Dialysis and its effects on daily life
Participants reported multiple effects on daily life as a result of being on dialysis. The amount of time spent on the treatment was repeatedly mentioned. Several participants were frustrated with having to remain immobile for the 4 h or so of hemodialysis or the longer overnight periods of peritoneal dialysis. Along with the hours needed for treatment, those on hemodialysis also reported the time lost in travelling to and from the dialysis centre. In all, this left no time for other activities on dialysis days, especially if they felt unwell after dialysis and had to rest for a while afterwards.
The commitment to dialysis forced some to give up activities that they enjoyed, including travel, hobbies such as fishing, hunting or part-time work. Relatively inflexible dialysis schedules also meant that participants progressively withdrew from social engagements, thus significantly changing their social roles.
“But I’d spend, and I used to work behind the bar on a voluntary basis one night a week. There was always something to do and I’ve always got involved in things. And since I’ve been on dialysis … I had to give it away.” [Male, 78, on HD]

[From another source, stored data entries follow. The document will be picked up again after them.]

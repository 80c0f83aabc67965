//! Document-space and raster-space rectangles, and the scaler between them.
//!
//! Document coordinates are PDF points with a top-left origin. Raster
//! coordinates are signed pixels so that regions derived from anchors
//! (e.g. "two lines above the marker") may start off-page; they are clamped
//! only when painted or cropped.

use crate::error::{Result, SplitError};

/// Rectangle in document units: `(x0, top)` is the top-left corner.
#[derive(Clone, Copy, Debug, PartialEq)]
pub struct Rect {
    pub x0: f64,
    pub top: f64,
    pub x1: f64,
    pub bottom: f64,
}

impl Rect {
    pub const fn new(x0: f64, top: f64, x1: f64, bottom: f64) -> Self {
        Self {
            x0,
            top,
            x1,
            bottom,
        }
    }

    pub fn width(&self) -> f64 {
        self.x1 - self.x0
    }

    pub fn height(&self) -> f64 {
        self.bottom - self.top
    }

    /// Smallest rectangle containing both.
    pub fn union(&self, other: &Rect) -> Rect {
        Rect {
            x0: self.x0.min(other.x0),
            top: self.top.min(other.top),
            x1: self.x1.max(other.x1),
            bottom: self.bottom.max(other.bottom),
        }
    }

    pub fn overlaps_horizontally(&self, other: &Rect) -> bool {
        self.x0 < other.x1 && other.x0 < self.x1
    }

    pub fn overlaps_vertically(&self, other: &Rect) -> bool {
        self.top < other.bottom && other.top < self.bottom
    }
}

/// Rectangle in raster pixels, half-open: `[x0, x1) x [top, bottom)`.
#[derive(Clone, Copy, Debug, PartialEq, Eq, Hash)]
pub struct PixelRect {
    pub x0: i64,
    pub top: i64,
    pub x1: i64,
    pub bottom: i64,
}

impl PixelRect {
    pub const fn new(x0: i64, top: i64, x1: i64, bottom: i64) -> Self {
        Self {
            x0,
            top,
            x1,
            bottom,
        }
    }

    pub fn width(&self) -> i64 {
        self.x1 - self.x0
    }

    pub fn height(&self) -> i64 {
        self.bottom - self.top
    }

    pub fn is_empty(&self) -> bool {
        self.x1 <= self.x0 || self.bottom <= self.top
    }

    pub fn translate(&self, dx: i64, dy: i64) -> PixelRect {
        PixelRect::new(self.x0 + dx, self.top + dy, self.x1 + dx, self.bottom + dy)
    }

    /// Intersect with an image of the given size.
    ///
    /// Returns `(x, y, width, height)` of the visible part, or `None` when
    /// nothing of the rectangle lies on the image.
    pub fn clamp_to(&self, width: u32, height: u32) -> Option<(u32, u32, u32, u32)> {
        let x0 = self.x0.clamp(0, width as i64);
        let x1 = self.x1.clamp(0, width as i64);
        let top = self.top.clamp(0, height as i64);
        let bottom = self.bottom.clamp(0, height as i64);
        if x1 <= x0 || bottom <= top {
            return None;
        }
        Some((
            x0 as u32,
            top as u32,
            (x1 - x0) as u32,
            (bottom - top) as u32,
        ))
    }
}

/// Converts document units to pixels for a fixed raster width.
///
/// The scale factor is `target_width / page_width`; every coordinate is
/// multiplied and rounded to the nearest pixel.
#[derive(Clone, Copy, Debug, PartialEq)]
pub struct Scaler {
    factor: f64,
    page_width: f64,
    page_height: f64,
    target_width: u32,
}

impl Scaler {
    pub fn new(page_width: f64, page_height: f64, target_width: u32) -> Result<Self> {
        let valid = |v: f64| v.is_finite() && v > 0.0;
        if !valid(page_width) || !valid(page_height) || target_width == 0 {
            return Err(SplitError::InvalidGeometry {
                width: page_width,
                height: page_height,
            });
        }
        Ok(Self {
            factor: target_width as f64 / page_width,
            page_width,
            page_height,
            target_width,
        })
    }

    pub fn factor(&self) -> f64 {
        self.factor
    }

    pub fn page_width(&self) -> f64 {
        self.page_width
    }

    pub fn page_height(&self) -> f64 {
        self.page_height
    }

    /// Scale a single document-space length or coordinate.
    pub fn scale(&self, value: f64) -> i64 {
        (value * self.factor).round() as i64
    }

    pub fn scale_rect(&self, rect: Rect) -> PixelRect {
        PixelRect::new(
            self.scale(rect.x0),
            self.scale(rect.top),
            self.scale(rect.x1),
            self.scale(rect.bottom),
        )
    }

    /// Pixel size of a rendered page.
    pub fn raster_size(&self) -> (u32, u32) {
        let height = self.scale(self.page_height).max(1) as u32;
        (self.target_width, height)
    }

    /// Full-width pixel band between two document-space y coordinates.
    pub fn band(&self, top: f64, bottom: f64) -> PixelRect {
        self.scale_rect(Rect::new(0.0, top, self.page_width, bottom))
    }
}
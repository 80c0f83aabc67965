//! Error types for question paper splitting.

use std::path::PathBuf;

use thiserror::Error;

/// Primary error type for the splitting pipeline.
///
/// Every variant is fatal for the document being processed: a failed run
/// writes nothing rather than a partial export.
#[derive(Error, Debug)]
pub enum SplitError {
    #[error("invalid page geometry: width {width}, height {height}")]
    InvalidGeometry { width: f64, height: f64 },

    #[error("layout anchors not found (question 1: {question_1}, paper id: {paper_id})")]
    AnchorNotFound { question_1: bool, paper_id: bool },

    #[error("first slice does not open a question")]
    NoLeadingQuestion,

    #[error("cannot write {path}: {source}")]
    ExportIo {
        path: PathBuf,
        #[source]
        source: std::io::Error,
    },

    #[error("document error: {0}")]
    Document(String),

    #[error("image error: {0}")]
    Image(#[from] image::ImageError),

    #[error("invalid paper id pattern: {0}")]
    InvalidPattern(#[from] regex::Error),

    #[error("remote sources are not supported: {0}")]
    RemoteUnsupported(String),
}

impl SplitError {
    pub(crate) fn export_io(path: impl Into<PathBuf>, source: std::io::Error) -> Self {
        SplitError::ExportIo {
            path: path.into(),
            source,
        }
    }
}

/// Convenience Result type alias for SplitError.
pub type Result<T> = std::result::Result<T, SplitError>;
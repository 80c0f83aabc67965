//! Layout anchor location.
//!
//! The first page is a cover and is never scanned. From the second page on,
//! only the leading words of each page are inspected (the page-number word
//! itself is skipped) until the question-1 label and the paper identifier
//! have both been seen.

use regex::Regex;
use tracing::debug;

use crate::error::{Result, SplitError};
use crate::params::SplitParams;
use crate::source::{PageText, TextWord};

const EXAMINER_LABEL: &str = "Examiner";
const QUESTION_ONE: &str = "1";

/// Text elements every later stage measures from.
#[derive(Clone, Debug, PartialEq)]
pub struct AnchorSet {
    /// Page holding the question-1 label; extraction starts here.
    pub start_page: usize,
    /// First word of the start page.
    pub page_number: TextWord,
    pub paper_id: TextWord,
    pub question_1: TextWord,
    pub examiner_use: Option<TextWord>,
}

impl AnchorSet {
    /// Height of one text line in document units.
    pub fn line_height(&self) -> f64 {
        self.question_1.rect.height()
    }
}

/// Matcher for the paper identifier, anchored at the start of a word.
pub fn paper_id_matcher(pattern: &str) -> Result<Regex> {
    Ok(Regex::new(&format!("^(?:{pattern})"))?)
}

fn is_question_one(word: &TextWord, page: &PageText, params: &SplitParams) -> bool {
    word.opens_line()
        && word.text == QUESTION_ONE
        && word.rect.x1 < page.width * params.question_column_fraction
}

/// Find the anchor set of a paper.
///
/// Scanning stops after the first page scan that leaves both the
/// question-1 label and the paper identifier recorded. The examiner's-use
/// label is optional.
pub fn locate_anchors(pages: &[PageText], params: &SplitParams) -> Result<AnchorSet> {
    let matcher = paper_id_matcher(&params.paper_id_pattern)?;

    let mut paper_id: Option<TextWord> = None;
    let mut question_1: Option<(usize, TextWord, TextWord)> = None;
    let mut examiner_use: Option<TextWord> = None;

    for (index, page) in pages.iter().enumerate().skip(1) {
        for word in page.words.iter().take(params.anchor_scan_words).skip(1) {
            if paper_id.is_none() && matcher.is_match(&word.text) {
                paper_id = Some(word.clone());
            }
            if question_1.is_none()
                && is_question_one(word, page, params)
                && let Some(first) = page.words.first()
            {
                question_1 = Some((index, word.clone(), first.clone()));
            }
            if examiner_use.is_none() && word.text.contains(EXAMINER_LABEL) {
                examiner_use = Some(word.clone());
            }
        }
        if question_1.is_some() && paper_id.is_some() {
            break;
        }
    }

    let (start_page, question_1, page_number, paper_id) = match (question_1, paper_id) {
        (Some((start_page, question_1, page_number)), Some(paper_id)) => {
            (start_page, question_1, page_number, paper_id)
        }
        (question_1, paper_id) => {
            return Err(SplitError::AnchorNotFound {
                question_1: question_1.is_some(),
                paper_id: paper_id.is_some(),
            });
        }
    };

    let line = question_1.rect.height();
    if !line.is_finite() || line <= 0.0 {
        return Err(SplitError::InvalidGeometry {
            width: question_1.rect.width(),
            height: line,
        });
    }

    debug!(
        start_page,
        paper_id = %paper_id.text,
        line_height = line,
        examiner = examiner_use.is_some(),
        "located layout anchors"
    );

    Ok(AnchorSet {
        start_page,
        page_number,
        paper_id,
        question_1,
        examiner_use,
    })
}
//! qpsplit - split an exam question paper into per-question images.
//!
//! `qpsplit split PAPER.pdf` writes one PNG per question to
//! `exports/questions/` and a matching ID strip to `exports/question_ids/`.
//! `qpsplit list` prints what has been exported so far.

use std::path::PathBuf;

use anyhow::{Context, Result};
use clap::{ArgAction, Parser, Subcommand};
use qpsplit_core::{SourceLocation, SplitConfig, SplitParams, list_questions, run};
use tracing::debug;
use tracing_subscriber::EnvFilter;

/// Split typeset exam question papers into question images.
#[derive(Parser, Debug)]
#[command(name = "qpsplit")]
#[command(author, version, about, long_about = None)]
struct Cli {
    /// Use debug logging level
    #[arg(short = 'd', long, global = true, action = ArgAction::SetTrue)]
    debug: bool,

    #[command(subcommand)]
    command: Command,
}

#[derive(Subcommand, Debug)]
enum Command {
    /// Split a question paper
    Split {
        /// Path to the question paper PDF (or a URL with --remote)
        file: String,

        /// Root directory for exported images
        #[arg(short = 'o', long = "output", default_value = "exports")]
        output: PathBuf,

        /// JSON file overriding splitting parameters
        #[arg(long)]
        params: Option<PathBuf>,

        /// Leave the paper identifier out of ID strips
        #[arg(long = "no-paper-id", action = ArgAction::SetTrue)]
        no_paper_id: bool,

        /// Treat FILE as a URL
        #[arg(long, action = ArgAction::SetTrue)]
        remote: bool,

        /// Also write the redacted page rasters
        #[arg(long = "keep-pages", action = ArgAction::SetTrue)]
        keep_pages: bool,
    },

    /// List exported question images
    List {
        /// Root directory for exported images
        #[arg(short = 'o', long = "output", default_value = "exports")]
        output: PathBuf,
    },
}

fn init_logging(debug: bool) {
    let filter = if debug {
        EnvFilter::new("debug")
    } else {
        EnvFilter::try_from_default_env().unwrap_or_else(|_| EnvFilter::new("warn"))
    };
    tracing_subscriber::fmt()
        .with_env_filter(filter)
        .with_writer(std::io::stderr)
        .init();
}

fn split(
    file: String,
    output: PathBuf,
    params: Option<PathBuf>,
    no_paper_id: bool,
    remote: bool,
    keep_pages: bool,
) -> Result<()> {
    let source = if remote {
        SourceLocation::Remote(file.clone())
    } else {
        SourceLocation::Local(PathBuf::from(&file))
    };

    let mut config = SplitConfig::new(source);
    config.output_dir = output;
    config.keep_pages = keep_pages;
    if let Some(path) = &params {
        config.params = SplitParams::from_json_file(path)
            .with_context(|| format!("loading parameters from {}", path.display()))?;
    }
    if no_paper_id {
        config.params.include_paper_id = false;
    }

    debug!(?config, "starting split");
    let report = run(&config).with_context(|| format!("splitting {file}"))?;
    for path in &report.questions {
        println!("{}", path.display());
    }
    Ok(())
}

fn main() -> Result<()> {
    let cli = Cli::parse();
    init_logging(cli.debug);

    match cli.command {
        Command::Split {
            file,
            output,
            params,
            no_paper_id,
            remote,
            keep_pages,
        } => split(file, output, params, no_paper_id, remote, keep_pages),
        Command::List { output } => {
            let files = list_questions(&output)
                .with_context(|| format!("listing {}", output.display()))?;
            for path in files {
                println!("{}", path.display());
            }
            Ok(())
        }
    }
}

Several participants commented on the cyclical nature of symptoms related to hemodialysis treatments. Significant tiredness was common, especially if there had been large fluid removals during the session. This tiredness slowly improved until the next day, when they felt much better, only to reappear the following day after the next dialysis treatment. These repeating cycles of severe fatigue and relative wellness contributed to the intrusive nature of dialysis. It prevented participants from committing to activities outside of dialysis. It also made them increasingly dependent on external help, especially during the days of post-dialysis fatigue.

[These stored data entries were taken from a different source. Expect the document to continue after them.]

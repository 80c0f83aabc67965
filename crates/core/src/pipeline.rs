//! The splitting pipeline: anchors, redaction, rasterization, either/or
//! compositing, slicing, stitching and identification, then export.

use std::path::Path;

use image::GrayImage;
use tracing::{debug, info};

use crate::anchors::{AnchorSet, locate_anchors};
use crate::either_or::composite_either_or;
use crate::error::{Result, SplitError};
use crate::export::{ExportReport, export, export_pages};
use crate::geometry::{PixelRect, Scaler};
use crate::ident::{IdLayout, identify};
use crate::params::{SourceLocation, SplitConfig, SplitParams};
use crate::raster::crop_ink;
use crate::redaction::build_redaction_plan;
use crate::render::{PageImage, rasterize};
use crate::slicer::slice_pages;
use crate::source::{DocumentSource, PageText, PdfiumDocument, bind_pdfium};
use crate::stitcher::{NumberColumn, stitch};

/// Everything one split produces, in memory.
#[derive(Clone, Debug)]
pub struct SplitOutput {
    /// Base name for exported files, when known.
    pub base: Option<String>,
    pub questions: Vec<GrayImage>,
    pub id_strips: Vec<GrayImage>,
    /// Pixel rectangle within each question canvas that held its number.
    pub number_regions: Vec<Option<PixelRect>>,
    /// An either/or pair was honoured.
    pub either_or: bool,
    pub anchors: AnchorSet,
    /// Redacted page rasters after either/or compositing.
    pub pages: Vec<PageImage>,
}

/// Read the text of every page.
pub fn read_pages<D: DocumentSource>(doc: &D) -> Result<Vec<PageText>> {
    (0..doc.page_count()).map(|i| doc.page_text(i)).collect()
}

fn paper_id_fragment<D: DocumentSource>(
    doc: &D,
    anchors: &AnchorSet,
    scaler: &Scaler,
    params: &SplitParams,
) -> Result<Option<GrayImage>> {
    if !params.include_paper_id {
        return Ok(None);
    }
    let (width, height) = scaler.raster_size();
    let page = doc.render_page(anchors.start_page, width, height)?;
    let region = scaler.scale_rect(anchors.paper_id.rect);
    Ok(crop_ink(&page, region, params.blank_level).map(|(fragment, _)| fragment))
}

/// Split a document into question images and ID strips.
pub fn split_document<D: DocumentSource>(doc: &D, params: &SplitParams) -> Result<SplitOutput> {
    let texts = read_pages(doc)?;
    let anchors = locate_anchors(&texts, params)?;

    let start = &texts[anchors.start_page];
    let scaler = Scaler::new(start.width, start.height, params.target_width)?;
    let line_px = scaler.scale(anchors.line_height()).max(1);
    debug!(factor = scaler.factor(), line_px, "raster geometry");

    let plan = build_redaction_plan(&texts, &anchors, &scaler, params);
    let mut pages = rasterize(doc, &plan.map, &scaler)?;

    let pair = plan.either_or_pair();
    if let Some(pair) = pair {
        composite_either_or(doc, &mut pages, pair, &scaler, line_px, params)?;
    }

    let slices = slice_pages(&pages, line_px, params);
    let column = NumberColumn::new(scaler.scale(anchors.question_1.rect.x1), line_px, params);
    let stitched = stitch(slices, &column, line_px, params)?;

    let paper_id = paper_id_fragment(doc, &anchors, &scaler, params)?;
    let (strip_width, _) = scaler.raster_size();
    let layout = IdLayout::new(column.right, line_px, strip_width, params);
    let identified = identify(stitched, paper_id.as_ref(), pair.is_some(), &layout);

    info!(
        pages = pages.len(),
        questions = identified.questions.len(),
        either_or = pair.is_some(),
        "split paper"
    );

    Ok(SplitOutput {
        base: None,
        questions: identified.questions,
        id_strips: identified.id_strips,
        number_regions: identified.number_regions,
        either_or: pair.is_some(),
        anchors,
        pages,
    })
}

/// Write a split to `output_dir`, optionally with the page rasters.
pub fn export_output(
    output: &SplitOutput,
    output_dir: &Path,
    base: &str,
    keep_pages: bool,
) -> Result<ExportReport> {
    let mut report = export(
        output_dir,
        base,
        &output.questions,
        &output.id_strips,
        output.either_or,
    )?;
    if keep_pages {
        report.pages = export_pages(output_dir, base, &output.pages)?;
    }
    Ok(report)
}

/// Run the whole pipeline for a configured source.
pub fn run(config: &SplitConfig) -> Result<ExportReport> {
    let path = match &config.source {
        SourceLocation::Local(path) => path,
        SourceLocation::Remote(url) => return Err(SplitError::RemoteUnsupported(url.clone())),
    };
    let base = config.source.base_name();

    let pdfium = bind_pdfium()?;
    let doc = PdfiumDocument::open(&pdfium, path)?;
    let mut output = split_document(&doc, &config.params)?;
    output.base = Some(base.clone());

    export_output(&output, &config.output_dir, &base, config.keep_pages)
}
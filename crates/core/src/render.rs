//! Page rasterization and redaction.

use image::GrayImage;
use rayon::prelude::*;
use tracing::debug;

use crate::error::Result;
use crate::geometry::Scaler;
use crate::raster::fill_blank;
use crate::redaction::RedactionMap;
use crate::source::DocumentSource;

/// A rendered, redacted page.
#[derive(Clone, Debug, PartialEq)]
pub struct PageImage {
    /// Document page index.
    pub page_index: usize,
    pub image: GrayImage,
}

/// Render every page of the map at the scaler's raster size and paint its
/// redaction rectangles white, in list order.
///
/// The result follows map order, so a marker's `position` indexes it.
pub fn rasterize<D: DocumentSource>(
    doc: &D,
    map: &RedactionMap,
    scaler: &Scaler,
) -> Result<Vec<PageImage>> {
    let (width, height) = scaler.raster_size();

    let mut pages = Vec::with_capacity(map.len());
    for page_index in map.page_indices() {
        let image = doc.render_page(page_index, width, height)?;
        pages.push(PageImage { page_index, image });
    }

    pages.par_iter_mut().for_each(|page| {
        if let Some(rects) = map.get(page.page_index) {
            for rect in rects {
                fill_blank(&mut page.image, *rect);
            }
        }
    });

    debug!(pages = pages.len(), width, height, "rasterized pages");
    Ok(pages)
}
//! Synthetic question papers.
//!
//! Pages are 200 x 300 units rendered at 400 px wide, so one unit is two
//! pixels and the 10-unit question line is 20 px.

#![allow(dead_code)]

use qpsplit_core::{MemoryDocument, PageText, Rect, SplitParams, TextWord};

pub const PAGE_WIDTH: f64 = 200.0;
pub const PAGE_HEIGHT: f64 = 300.0;
pub const PAPER_ID: &str = "0580/12/M/J/23";

pub fn params() -> SplitParams {
    SplitParams {
        target_width: 400,
        ..SplitParams::default()
    }
}

pub fn word(
    text: &str,
    rect: (f64, f64, f64, f64),
    block: usize,
    line: usize,
    word: usize,
) -> TextWord {
    TextWord::new(Rect::new(rect.0, rect.1, rect.2, rect.3), text, block, line, word)
}

pub fn cover() -> PageText {
    PageText::new(PAGE_WIDTH, PAGE_HEIGHT)
        .with_word(word("Cambridge", (50.0, 50.0, 150.0, 70.0), 0, 0, 0))
        .with_block(Rect::new(50.0, 50.0, 150.0, 70.0), "Cambridge")
}

pub fn blank_page() -> PageText {
    PageText::new(PAGE_WIDTH, PAGE_HEIGHT)
        .with_block(Rect::new(70.0, 140.0, 130.0, 150.0), "BLANK PAGE")
}

/// Page header: page number word and the paper identifier.
pub fn header(page_number: &str) -> PageText {
    PageText::new(PAGE_WIDTH, PAGE_HEIGHT)
        .with_word(word(page_number, (95.0, 5.0, 105.0, 15.0), 0, 0, 0))
        .with_word(word(PAPER_ID, (10.0, 20.0, 60.0, 30.0), 1, 0, 0))
}

/// Start page with two questions separated by a wide gap.
pub fn two_question_page() -> PageText {
    header("2")
        .with_word(word("1", (10.0, 60.0, 15.0, 70.0), 2, 0, 0))
        .with_word(word("Solve", (30.0, 60.0, 60.0, 70.0), 2, 0, 1))
        .with_word(word("this", (30.0, 75.0, 50.0, 85.0), 2, 1, 0))
        .with_word(word("2", (10.0, 150.0, 15.0, 160.0), 3, 0, 0))
        .with_word(word("Explain", (30.0, 150.0, 70.0, 160.0), 3, 0, 1))
}

/// Cover, a start page with questions 1 and 2, and a blank page.
pub fn plain_paper() -> MemoryDocument {
    MemoryDocument::from_pages(vec![cover(), two_question_page(), blank_page()])
}

/// Question 2 offered as an EITHER branch on the start page and an OR
/// branch on the following page.
pub fn either_or_paper() -> MemoryDocument {
    let start = header("2")
        .with_word(word("1", (10.0, 60.0, 15.0, 70.0), 2, 0, 0))
        .with_word(word("Solve", (30.0, 60.0, 60.0, 70.0), 2, 0, 1))
        .with_word(word("2", (10.0, 150.0, 15.0, 160.0), 3, 0, 0))
        .with_word(word("EITHER", (30.0, 150.0, 60.0, 160.0), 3, 0, 1))
        .with_word(word("Prove", (30.0, 175.0, 60.0, 185.0), 3, 1, 0));
    let branch = header("3")
        .with_word(word("OR", (30.0, 60.0, 45.0, 70.0), 2, 0, 0))
        .with_word(word("Show", (30.0, 85.0, 60.0, 95.0), 2, 1, 0));
    MemoryDocument::from_pages(vec![cover(), start, branch])
}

“...my kids used to say, ~You've got an extra day off. We can go off here, we can go there... but you don't, those days is when you feel like you want to have a bit of a rest or something because, as I said, you feel, you don't feel like you're full of bean.” [Male, 82, on HD]
This episodic nature of symptoms was not prominent for patients on peritoneal dialysis. However, some patients described feeling more energy and better concentration in the mornings rather than later during the day.
The food and fluid restrictions imposed impacted participants’ daily lives and their social interactions. Fluid restriction was difficult for some; participants had to be conscious about these restrictions all the time, particularly when eating outside the home (including when eating with family or friends). Others felt that fluid restriction contributed to symptoms such as constipation and this prompted them to be non-compliant.
“But it’s hard, because I’ve been … with clubs and things like that, and to go and have a drink and a cup of tea and, so now I’m not allowed to have it.” [Male, 75, on HD]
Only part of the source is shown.